Task details: In the entries that follow, find the line containing "impl Display for", then output exactly every line from the first through that one.

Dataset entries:
◇ ◇ ◇ ◇ ◇

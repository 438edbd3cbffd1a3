//! Policies, their scopes and conditions, and policy sets.

use std::collections::HashMap;
use std::fmt::{Display, Formatter, Result as FmtResult};
use std::sync::Arc;

use serde::{Deserialize, Serialize};
use strum_macros::{AsRefStr, Display as StrumDisplay};
use utoipa::ToSchema;

use crate::error::PolicyError;
use crate::types::{EntityType, EntityUid, Value};

use super::expr::{Expr, Var};

#[derive(
    Debug, Clone, PartialEq, Eq, Hash, PartialOrd, Ord, Serialize, Deserialize, ToSchema,
)]
#[serde(transparent)]
pub struct PolicyId(String);

impl PolicyId {
    pub fn new(id: impl Into<String>) -> Self {
        PolicyId(id.into())
    }

    pub fn as_str(&self) -> &str {
        &self.0
    }
}

impl Display for PolicyId {
    fn fmt(&self, f: &mut Formatter<'_>) -> FmtResult {
        f.write_str(&self.0)
    }
}

impl From<&str> for PolicyId {
    fn from(value: &str) -> Self {
        PolicyId::new(value)
    }
}

#[derive(
    Debug,
    Clone,
    Copy,
    PartialEq,
    Eq,
    Hash,
    Serialize,
    Deserialize,
    ToSchema,
    StrumDisplay,
    AsRefStr,
)]
#[strum(serialize_all = "lowercase")]
#[serde(rename_all = "lowercase")]
pub enum Effect {
    Permit,
    Forbid,
}

/// A head constraint on one of principal, action or resource.
///
/// `InSet` only occurs for actions (`action in [A, B]`).
#[derive(Debug, Clone, PartialEq, Eq, Default, Serialize, Deserialize)]
#[serde(tag = "op")]
pub enum ScopeConstraint {
    #[default]
    #[serde(rename = "All")]
    Any,
    #[serde(rename = "==")]
    Eq { entity: EntityUid },
    #[serde(rename = "in")]
    In { entity: EntityUid },
    #[serde(rename = "in_set")]
    InSet { entities: Vec<EntityUid> },
    #[serde(rename = "is")]
    Is { entity_type: EntityType },
    #[serde(rename = "is_in")]
    IsIn {
        entity_type: EntityType,
        entity: EntityUid,
    },
}

impl ScopeConstraint {
    pub fn eq(entity: EntityUid) -> Self {
        ScopeConstraint::Eq { entity }
    }

    pub fn is_in(entity: EntityUid) -> Self {
        ScopeConstraint::In { entity }
    }

    pub fn in_set(entities: impl IntoIterator<Item = EntityUid>) -> Self {
        ScopeConstraint::InSet {
            entities: entities.into_iter().collect(),
        }
    }

    pub fn is(entity_type: impl Into<EntityType>) -> Self {
        ScopeConstraint::Is {
            entity_type: entity_type.into(),
        }
    }

    pub fn is_type_in(entity_type: impl Into<EntityType>, entity: EntityUid) -> Self {
        ScopeConstraint::IsIn {
            entity_type: entity_type.into(),
            entity,
        }
    }

    /// The constraint as a condition on `var`, `None` for `Any`.
    pub fn to_expr(&self, var: Var) -> Option<Expr> {
        let slot = Expr::var(var);
        let expr = match self {
            ScopeConstraint::Any => return None,
            ScopeConstraint::Eq { entity } => slot.eq(Expr::entity(entity.clone())),
            ScopeConstraint::In { entity } => slot.is_in(Expr::entity(entity.clone())),
            ScopeConstraint::InSet { entities } => slot.is_in(Expr::val(Value::set(
                entities.iter().cloned().map(Value::Entity),
            ))),
            ScopeConstraint::Is { entity_type } => slot.is_type(entity_type.clone()),
            ScopeConstraint::IsIn {
                entity_type,
                entity,
            } => slot.is_type_in(entity_type.clone(), Expr::entity(entity.clone())),
        };
        Some(expr)
    }
}

#[derive(Debug, Clone, PartialEq, Eq, Default, Serialize, Deserialize)]
pub struct Scope {
    pub principal: ScopeConstraint,
    pub action: ScopeConstraint,
    pub resource: ScopeConstraint,
}

#[derive(Debug, Clone, Copy, PartialEq, Eq, Hash, Serialize, Deserialize, StrumDisplay)]
#[strum(serialize_all = "lowercase")]
#[serde(rename_all = "lowercase")]
pub enum ConditionKind {
    When,
    Unless,
}

#[derive(Debug, Clone, PartialEq, Eq, Serialize, Deserialize)]
pub struct Condition {
    pub kind: ConditionKind,
    pub body: Expr,
}

/// One permit or forbid statement.
#[derive(Debug, Clone, PartialEq, Eq, Serialize, Deserialize)]
pub struct Policy {
    id: PolicyId,
    effect: Effect,
    scope: Scope,
    conditions: Vec<Condition>,
}

impl Policy {
    pub fn new(id: impl Into<PolicyId>, effect: Effect) -> Self {
        Policy {
            id: id.into(),
            effect,
            scope: Scope::default(),
            conditions: Vec::new(),
        }
    }

    pub fn permit(id: impl Into<PolicyId>) -> Self {
        Self::new(id, Effect::Permit)
    }

    pub fn forbid(id: impl Into<PolicyId>) -> Self {
        Self::new(id, Effect::Forbid)
    }

    pub fn principal(mut self, constraint: ScopeConstraint) -> Self {
        self.scope.principal = constraint;
        self
    }

    pub fn action(mut self, constraint: ScopeConstraint) -> Self {
        self.scope.action = constraint;
        self
    }

    pub fn resource(mut self, constraint: ScopeConstraint) -> Self {
        self.scope.resource = constraint;
        self
    }

    pub fn when(mut self, body: Expr) -> Self {
        self.conditions.push(Condition {
            kind: ConditionKind::When,
            body,
        });
        self
    }

    pub fn unless(mut self, body: Expr) -> Self {
        self.conditions.push(Condition {
            kind: ConditionKind::Unless,
            body,
        });
        self
    }

    pub fn id(&self) -> &PolicyId {
        &self.id
    }

    pub fn effect(&self) -> Effect {
        self.effect
    }

    pub fn scope(&self) -> &Scope {
        &self.scope
    }

    pub fn conditions(&self) -> &[Condition] {
        &self.conditions
    }
}

impl From<String> for PolicyId {
    fn from(value: String) -> Self {
        PolicyId(value)
    }
}

/// An ordered set of policies with unique ids.
///
/// Iteration follows insertion order, which is also the order diagnostics are
/// reported in.
#[derive(Debug, Clone, Default)]
pub struct PolicySet {
    policies: Vec<Arc<Policy>>,
    index: HashMap<PolicyId, usize>,
}

impl PolicySet {
    pub fn new() -> Self {
        Self::default()
    }

    pub fn from_policies(policies: impl IntoIterator<Item = Policy>) -> Result<Self, PolicyError> {
        let mut set = PolicySet::new();
        for policy in policies {
            set.add(policy)?;
        }
        Ok(set)
    }

    pub fn add(&mut self, policy: Policy) -> Result<(), PolicyError> {
        if self.index.contains_key(policy.id()) {
            return Err(PolicyError::DuplicatePolicyId(policy.id().clone()));
        }
        self.index.insert(policy.id().clone(), self.policies.len());
        self.policies.push(Arc::new(policy));
        Ok(())
    }

    pub fn get(&self, id: &PolicyId) -> Option<&Policy> {
        self.index.get(id).map(|&idx| self.policies[idx].as_ref())
    }

    pub fn iter(&self) -> impl Iterator<Item = &Policy> {
        self.policies.iter().map(Arc::as_ref)
    }

    pub fn len(&self) -> usize {
        self.policies.len()
    }

    pub fn is_empty(&self) -> bool {
        self.policies.is_empty()
    }
}
//! Data model types: values, entities, requests and decisions.
//!
//! Canonical string forms:
//! - Entity uid: `User::"alice"` or `NS::User::"alice"`
//! - Entity type: `User` or `NS::User`
//!
//! Values render in policy-language literal form, e.g. `ip("10.0.0.0/8")`.

mod decision;
mod entity;
mod entity_uid;
mod principal_policies;
mod request;
mod value;

pub use decision::{Decision, PartialResponse, PolicyEvaluationError, ResidualPolicy, Response};
pub use entity::{Entities, Entity};
pub use entity_uid::{EntityType, EntityUid};
pub use principal_policies::{
    PolicyEffectFilter, PolicyMatch, PolicyMatchReason, PrincipalPolicies,
};
pub use request::Request;
pub use value::{Record, Set, Type, Value};
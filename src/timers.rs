//! Phase timing for engine evaluations.

use std::time::{Duration, Instant};

use crate::metrics::EvaluationPhases;

/// Adds the time between its creation and its drop to `slot`.
///
/// ```rust,ignore
/// let mut spent = Duration::ZERO;
/// {
///     let _timer = PhaseTimer::new(&mut spent);
///     // measured work
/// }
/// ```
pub struct PhaseTimer<'a> {
    start: Instant,
    slot: &'a mut Duration,
}

impl<'a> PhaseTimer<'a> {
    pub fn new(slot: &'a mut Duration) -> Self {
        Self {
            start: Instant::now(),
            slot,
        }
    }
}

impl Drop for PhaseTimer<'_> {
    fn drop(&mut self) {
        *self.slot += self.start.elapsed();
    }
}

/// Accumulated phase durations of a single evaluation.
#[derive(Debug, Clone, Copy)]
pub(crate) struct EvaluationTimings {
    started: Instant,
    pub lock: Duration,
    pub authorize: Duration,
}

impl EvaluationTimings {
    pub fn start() -> Self {
        EvaluationTimings {
            started: Instant::now(),
            lock: Duration::ZERO,
            authorize: Duration::ZERO,
        }
    }

    pub fn elapsed(&self) -> Duration {
        self.started.elapsed()
    }

    pub fn phases(&self, total: Duration) -> EvaluationPhases {
        EvaluationPhases {
            lock_ms: millis(self.lock),
            authorize_ms: millis(self.authorize),
            total_ms: millis(total),
        }
    }
}

fn millis(duration: Duration) -> f64 {
    duration.as_secs_f64() * 1000.0
}
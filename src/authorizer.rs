//! Policy combination: forbid overrides permit, default deny.

use tracing::{debug, info, trace, warn};

use crate::ast::{Effect, PolicySet};
use crate::config::EvaluationLimits;
use crate::partial::{PartialEvaluator, PartialOutcome};
use crate::policy_eval::{PolicyOutcome, is_satisfied_with_limits};
use crate::traits::EntitySource;
use crate::types::{
    Decision, PartialResponse, PolicyEvaluationError, Request, ResidualPolicy, Response,
};

/// Runs every policy in a set and combines the outcomes.
///
/// Every policy is evaluated, even once a forbid is known to be satisfied,
/// so the response lists all determining and erroring policies.
#[derive(Debug, Clone, Copy, Default)]
pub struct Authorizer {
    limits: EvaluationLimits,
}

impl Authorizer {
    pub fn new() -> Self {
        Self::default()
    }

    pub fn with_limits(limits: EvaluationLimits) -> Self {
        Authorizer { limits }
    }

    pub fn limits(&self) -> EvaluationLimits {
        self.limits
    }

    pub fn is_authorized<S>(&self, policies: &PolicySet, request: &Request, entities: &S) -> Response
    where
        S: EntitySource + ?Sized,
    {
        debug!(
            event = "Authorize",
            phase = "Start",
            request = request.to_string(),
            policies = policies.len()
        );

        let mut permits = Vec::new();
        let mut forbids = Vec::new();
        let mut errors = Vec::new();

        for policy in policies.iter() {
            let outcome = is_satisfied_with_limits(policy, request, entities, self.limits);
            trace!(
                event = "Authorize",
                phase = "Policy",
                policy = policy.id().as_str(),
                effect = policy.effect().as_ref(),
                outcome = ?outcome
            );

            match outcome {
                PolicyOutcome::Satisfied => match policy.effect() {
                    Effect::Permit => permits.push(policy.id().clone()),
                    Effect::Forbid => forbids.push(policy.id().clone()),
                },
                PolicyOutcome::NotSatisfied => {}
                PolicyOutcome::Errored(error) => {
                    warn!(
                        event = "Authorize",
                        phase = "PolicyError",
                        policy = policy.id().as_str(),
                        error = error.to_string()
                    );
                    errors.push(PolicyEvaluationError {
                        policy_id: policy.id().clone(),
                        error,
                    });
                }
            }
        }

        let decision = if forbids.is_empty() && !permits.is_empty() {
            Decision::Allow
        } else {
            Decision::Deny
        };

        let response = Response {
            decision,
            determining_permits: permits,
            determining_forbids: forbids,
            errors,
        };

        debug!(
            event = "Authorize",
            phase = "Result",
            decision = response.decision.as_ref(),
            errors = response.errors.len()
        );
        for reason in response.reason() {
            info!(
                event = "Authorize",
                phase = "Determining",
                decision = response.decision.as_ref(),
                policy = reason.as_str()
            );
        }

        response
    }

    /// Authorize a request whose slots may be unknown.
    ///
    /// The decision is only set when no residual policy could change it: a
    /// satisfied forbid always denies, a satisfied permit allows once no
    /// forbid is left residual, and nothing left to permit denies.
    pub fn is_authorized_partial<S>(
        &self,
        policies: &PolicySet,
        request: &Request,
        entities: &S,
    ) -> PartialResponse
    where
        S: EntitySource + ?Sized,
    {
        debug!(
            event = "Authorize",
            phase = "PartialStart",
            request = request.to_string(),
            policies = policies.len()
        );

        let evaluator = PartialEvaluator::new(request, entities).with_limits(self.limits);
        let mut response = PartialResponse {
            decision: None,
            satisfied_permits: Vec::new(),
            satisfied_forbids: Vec::new(),
            residuals: Vec::new(),
            errors: Vec::new(),
        };

        for policy in policies.iter() {
            let outcome = evaluator.policy_outcome(policy);
            trace!(
                event = "Authorize",
                phase = "PartialPolicy",
                policy = policy.id().as_str(),
                outcome = ?outcome
            );

            match outcome {
                PartialOutcome::Known(PolicyOutcome::Satisfied) => match policy.effect() {
                    Effect::Permit => response.satisfied_permits.push(policy.id().clone()),
                    Effect::Forbid => response.satisfied_forbids.push(policy.id().clone()),
                },
                PartialOutcome::Known(PolicyOutcome::NotSatisfied) => {}
                PartialOutcome::Known(PolicyOutcome::Errored(error)) => {
                    warn!(
                        event = "Authorize",
                        phase = "PolicyError",
                        policy = policy.id().as_str(),
                        error = error.to_string()
                    );
                    response.errors.push(PolicyEvaluationError {
                        policy_id: policy.id().clone(),
                        error,
                    });
                }
                PartialOutcome::Residual(condition) => response.residuals.push(ResidualPolicy {
                    policy_id: policy.id().clone(),
                    effect: policy.effect(),
                    condition,
                }),
            }
        }

        let residual = |effect: Effect| response.residuals.iter().any(|r| r.effect == effect);
        let permitted = !response.satisfied_permits.is_empty();

        response.decision = if !response.satisfied_forbids.is_empty() {
            Some(Decision::Deny)
        } else if permitted && !residual(Effect::Forbid) {
            Some(Decision::Allow)
        } else if !permitted && !residual(Effect::Permit) {
            Some(Decision::Deny)
        } else {
            None
        };

        debug!(
            event = "Authorize",
            phase = "PartialResult",
            decision = ?response.decision,
            residuals = response.residuals.len()
        );

        response
    }
}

◇ ◇ ◇ ◇ ◇

Output of the exercise:
repository 438edbd3cbffd1a3
//! Policies, their scopes and conditions, and policy sets.

use std::collections::HashMap;
use std::fmt::{Display, Formatter, Result as FmtResult};
use std::sync::Arc;

use serde::{Deserialize, Serialize};
use strum_macros::{AsRefStr, Display as StrumDisplay};
use utoipa::ToSchema;

use crate::error::PolicyError;
use crate::types::{EntityType, EntityUid, Value};

use super::expr::{Expr, Var};

#[derive(
    Debug, Clone, PartialEq, Eq, Hash, PartialOrd, Ord, Serialize, Deserialize, ToSchema,
)]
#[serde(transparent)]
pub struct PolicyId(String);

impl PolicyId {
    pub fn new(id: impl Into<String>) -> Self {
        PolicyId(id.into())
    }

    pub fn as_str(&self) -> &str {
        &self.0
    }
}

impl Display for PolicyId {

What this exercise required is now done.